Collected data
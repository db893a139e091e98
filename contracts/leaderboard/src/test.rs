#![cfg(test)]

use crate::{
    expected_pct, next_rating, Leaderboard, LeaderboardClient, LeaderboardError, STARTING_RATING,
};
use soroban_sdk::testutils::{Address as _, Ledger as _};
use soroban_sdk::{Address, Env};

// ════════════════════════════════════════════════════════════════════════════
//  Helpers
// ════════════════════════════════════════════════════════════════════════════

fn setup() -> (Env, LeaderboardClient<'static>, Address) {
    let env = Env::default();
    env.mock_all_auths();

    env.ledger().set(soroban_sdk::testutils::LedgerInfo {
        timestamp: 1_700_000_000,
        protocol_version: 25,
        sequence_number: 100,
        network_id: Default::default(),
        base_reserve: 10,
        min_temp_entry_ttl: u32::MAX / 2,
        min_persistent_entry_ttl: u32::MAX / 2,
        max_entry_ttl: u32::MAX / 2,
    });

    let admin = Address::generate(&env);
    let contract_id = env.register(Leaderboard, (&admin,));
    let client = LeaderboardClient::new(&env, &contract_id);

    (env, client, admin)
}

fn players(env: &Env) -> (Address, Address) {
    (Address::generate(env), Address::generate(env))
}

fn assert_leaderboard_error<T, E>(
    result: &Result<Result<T, E>, Result<LeaderboardError, soroban_sdk::InvokeError>>,
    expected: LeaderboardError,
) {
    match result {
        Err(Ok(actual)) => assert_eq!(*actual, expected),
        Err(Err(invoke_err)) => panic!("Expected {:?}, got invoke error: {:?}", expected, invoke_err),
        Ok(_) => panic!("Expected {:?}, but operation succeeded", expected),
    }
}

// ════════════════════════════════════════════════════════════════════════════
//  Initialization
// ════════════════════════════════════════════════════════════════════════════

#[test]
fn test_init_empty() {
    let (env, client, admin) = setup();
    assert_eq!(client.total_players(), 0);
    assert_eq!(client.get_top_players(&10).len(), 0);
    assert_eq!(client.get_admin(), admin);

    let stranger = Address::generate(&env);
    assert_eq!(client.get_score(&stranger), STARTING_RATING);
    assert!(client.get_player(&stranger).is_none());
}

// ════════════════════════════════════════════════════════════════════════════
//  Recording results
// ════════════════════════════════════════════════════════════════════════════

#[test]
fn test_win_between_equal_players() {
    let (env, client, admin) = setup();
    let (a, b) = players(&env);

    client.record_result(&admin, &a, &b, &Some(a.clone()));

    let ra = client.get_player(&a).unwrap();
    assert_eq!(ra.wins, 1);
    assert_eq!(ra.losses, 0);
    assert_eq!(ra.games, 1);
    assert_eq!(ra.rating, 1216);

    let rb = client.get_player(&b).unwrap();
    assert_eq!(rb.losses, 1);
    assert_eq!(rb.games, 1);
    assert_eq!(rb.rating, 1184);

    assert_eq!(client.get_score(&a), 1216);
    assert_eq!(client.get_score(&b), 1184);
}

#[test]
fn test_second_player_can_win() {
    let (env, client, admin) = setup();
    let (a, b) = players(&env);

    client.record_result(&admin, &a, &b, &Some(b.clone()));

    assert_eq!(client.get_player(&a).unwrap().losses, 1);
    assert_eq!(client.get_player(&b).unwrap().wins, 1);
    assert!(client.get_score(&b) > client.get_score(&a));
}

#[test]
fn test_draw_between_equal_players_keeps_ratings() {
    let (env, client, admin) = setup();
    let (a, b) = players(&env);

    client.record_result(&admin, &a, &b, &None);

    let ra = client.get_player(&a).unwrap();
    let rb = client.get_player(&b).unwrap();
    assert_eq!(ra.draws, 1);
    assert_eq!(rb.draws, 1);
    assert_eq!(ra.rating, STARTING_RATING);
    assert_eq!(rb.rating, STARTING_RATING);
}

#[test]
fn test_favourite_gains_less() {
    let (env, client, admin) = setup();
    let (a, b) = players(&env);

    client.record_result(&admin, &a, &b, &Some(a.clone()));
    // a: 1216, b: 1184; gap of 32 either way
    client.record_result(&admin, &a, &b, &Some(a.clone()));

    assert_eq!(client.get_score(&a), 1232);
    assert_eq!(client.get_score(&b), 1171);
}

#[test]
fn test_streaks() {
    let (env, client, admin) = setup();
    let (a, b) = players(&env);

    client.record_result(&admin, &a, &b, &Some(a.clone()));
    client.record_result(&admin, &a, &b, &Some(a.clone()));
    client.record_result(&admin, &a, &b, &Some(a.clone()));
    assert_eq!(client.get_player(&a).unwrap().streak, 3);

    client.record_result(&admin, &a, &b, &None);
    let ra = client.get_player(&a).unwrap();
    assert_eq!(ra.streak, 0);
    assert_eq!(ra.best_streak, 3);
    assert_eq!(ra.games, 4);
    assert_eq!(client.get_player(&b).unwrap().best_streak, 0);
}

// ════════════════════════════════════════════════════════════════════════════
//  Authorization & validation
// ════════════════════════════════════════════════════════════════════════════

#[test]
fn test_unknown_reporter_rejected() {
    let (env, client, _admin) = setup();
    let (a, b) = players(&env);
    let game = Address::generate(&env);

    let result = client.try_record_result(&game, &a, &b, &None);
    assert_leaderboard_error(&result, LeaderboardError::ReporterNotAuthorized);
    assert_eq!(client.total_players(), 0);
}

#[test]
fn test_authorized_reporter_records_until_revoked() {
    let (env, client, _admin) = setup();
    let (a, b) = players(&env);
    let game = Address::generate(&env);

    client.authorize_reporter(&game);
    client.authorize_reporter(&game);
    client.record_result(&game, &a, &b, &Some(b.clone()));
    assert_eq!(client.total_players(), 2);

    client.revoke_reporter(&game);
    let result = client.try_record_result(&game, &a, &b, &None);
    assert_leaderboard_error(&result, LeaderboardError::ReporterNotAuthorized);
}

#[test]
fn test_reporter_management_needs_admin_auth() {
    let (env, client, admin) = setup();
    let game = Address::generate(&env);

    client.authorize_reporter(&game);
    let auths = env.auths();
    assert_eq!(auths.len(), 1);
    assert_eq!(auths[0].0, admin);

    client.revoke_reporter(&game);
    assert_eq!(env.auths()[0].0, admin);
}

#[test]
fn test_error_codes_are_stable() {
    assert_eq!(LeaderboardError::AdminNotSet as u32, 1);
    assert_eq!(LeaderboardError::ReporterNotAuthorized as u32, 2);
    assert_eq!(LeaderboardError::SelfPlay as u32, 3);
    assert_eq!(LeaderboardError::WinnerNotInGame as u32, 4);
}

#[test]
fn test_self_play_rejected() {
    let (env, client, admin) = setup();
    let a = Address::generate(&env);
    let result = client.try_record_result(&admin, &a, &a, &Some(a.clone()));
    assert_leaderboard_error(&result, LeaderboardError::SelfPlay);
}

#[test]
fn test_winner_must_be_a_player() {
    let (env, client, admin) = setup();
    let (a, b) = players(&env);
    let outsider = Address::generate(&env);
    let result = client.try_record_result(&admin, &a, &b, &Some(outsider));
    assert_leaderboard_error(&result, LeaderboardError::WinnerNotInGame);
    assert!(client.get_player(&a).is_none());
}

// ════════════════════════════════════════════════════════════════════════════
//  Ranking
// ════════════════════════════════════════════════════════════════════════════

#[test]
fn test_top_players_sorted_by_rating() {
    let (env, client, admin) = setup();
    let (a, b) = players(&env);
    let c = Address::generate(&env);

    client.record_result(&admin, &a, &b, &Some(a.clone()));
    client.record_result(&admin, &c, &b, &Some(c.clone()));
    client.record_result(&admin, &a, &c, &Some(a.clone()));

    let top = client.get_top_players(&10);
    assert_eq!(top.len(), 3);
    assert_eq!(top.get(0).unwrap().address, a);
    for i in 1..top.len() {
        assert!(top.get(i - 1).unwrap().rating >= top.get(i).unwrap().rating);
    }

    let first_two = client.get_top_players(&2);
    assert_eq!(first_two.len(), 2);
    assert_eq!(client.total_players(), 3);
}

#[test]
fn test_last_game_timestamp() {
    let (env, client, admin) = setup();
    let (a, b) = players(&env);

    env.ledger().with_mut(|li| li.timestamp = 1_700_000_500);
    client.record_result(&admin, &a, &b, &None);
    assert_eq!(client.get_player(&a).unwrap().last_game_at, 1_700_000_500);
}

// ════════════════════════════════════════════════════════════════════════════
//  Rating arithmetic
// ════════════════════════════════════════════════════════════════════════════

#[test]
fn test_rating_never_drops_below_floor() {
    assert_eq!(next_rating(100, 2000, 0, 32), 100);
}

#[test]
fn test_expected_score_is_monotonic() {
    let mut last = 100;
    let mut gap = -500;
    while gap <= 500 {
        let pct = expected_pct(gap);
        assert!(pct <= last);
        last = pct;
        gap += 25;
    }
    assert_eq!(expected_pct(0), 50);
}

◆ What to work on:
List every line above containing the word "draws".

◆ Solution:
    assert_eq!(ra.draws, 1);
    assert_eq!(rb.draws, 1);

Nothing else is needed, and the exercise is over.